### Aim of the task
Scan the records beneath this line for the line holding "pub const TOOL_LIST_JOBS: &str" and the line holding "const STATUS_FILTER_VALUES: &str", then transcribe exactly those two and all lines between.

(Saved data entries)
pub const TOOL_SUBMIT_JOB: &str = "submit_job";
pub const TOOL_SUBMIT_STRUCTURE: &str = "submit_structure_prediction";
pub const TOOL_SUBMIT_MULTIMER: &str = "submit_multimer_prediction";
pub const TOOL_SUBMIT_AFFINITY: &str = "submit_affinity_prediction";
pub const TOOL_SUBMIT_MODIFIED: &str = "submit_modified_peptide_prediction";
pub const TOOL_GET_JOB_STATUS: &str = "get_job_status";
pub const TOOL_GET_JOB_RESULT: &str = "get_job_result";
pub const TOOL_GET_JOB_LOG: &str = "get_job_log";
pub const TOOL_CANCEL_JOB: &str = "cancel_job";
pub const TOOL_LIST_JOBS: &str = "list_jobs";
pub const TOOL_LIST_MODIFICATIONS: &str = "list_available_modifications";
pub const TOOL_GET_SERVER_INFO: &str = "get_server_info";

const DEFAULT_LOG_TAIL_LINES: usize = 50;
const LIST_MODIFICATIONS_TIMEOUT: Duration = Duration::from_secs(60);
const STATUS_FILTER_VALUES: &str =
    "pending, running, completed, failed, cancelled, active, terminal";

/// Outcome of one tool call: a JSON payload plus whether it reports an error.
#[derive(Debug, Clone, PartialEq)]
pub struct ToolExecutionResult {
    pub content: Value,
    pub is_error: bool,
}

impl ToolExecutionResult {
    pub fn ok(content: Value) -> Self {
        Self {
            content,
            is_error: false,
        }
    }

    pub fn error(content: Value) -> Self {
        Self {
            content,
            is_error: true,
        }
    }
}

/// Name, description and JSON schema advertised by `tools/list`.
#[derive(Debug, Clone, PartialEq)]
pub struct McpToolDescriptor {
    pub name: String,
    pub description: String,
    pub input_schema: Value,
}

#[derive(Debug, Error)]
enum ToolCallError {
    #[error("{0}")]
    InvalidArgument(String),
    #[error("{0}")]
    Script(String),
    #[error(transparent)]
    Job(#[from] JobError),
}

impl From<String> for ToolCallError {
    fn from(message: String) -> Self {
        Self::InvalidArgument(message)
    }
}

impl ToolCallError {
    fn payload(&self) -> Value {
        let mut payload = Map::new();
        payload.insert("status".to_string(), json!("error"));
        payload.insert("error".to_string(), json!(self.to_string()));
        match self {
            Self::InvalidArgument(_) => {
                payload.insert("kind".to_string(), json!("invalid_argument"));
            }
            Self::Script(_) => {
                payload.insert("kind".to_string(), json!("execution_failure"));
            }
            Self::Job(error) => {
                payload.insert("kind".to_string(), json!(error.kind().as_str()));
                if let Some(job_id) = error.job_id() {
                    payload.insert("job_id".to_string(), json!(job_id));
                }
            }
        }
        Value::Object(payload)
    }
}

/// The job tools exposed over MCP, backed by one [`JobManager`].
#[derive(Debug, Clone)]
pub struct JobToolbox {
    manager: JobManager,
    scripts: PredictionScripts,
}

### Solution for this task
pub const TOOL_LIST_JOBS: &str = "list_jobs";
pub const TOOL_LIST_MODIFICATIONS: &str = "list_available_modifications";
pub const TOOL_GET_SERVER_INFO: &str = "get_server_info";

const DEFAULT_LOG_TAIL_LINES: usize = 50;
const LIST_MODIFICATIONS_TIMEOUT: Duration = Duration::from_secs(60);
const STATUS_FILTER_VALUES: &str =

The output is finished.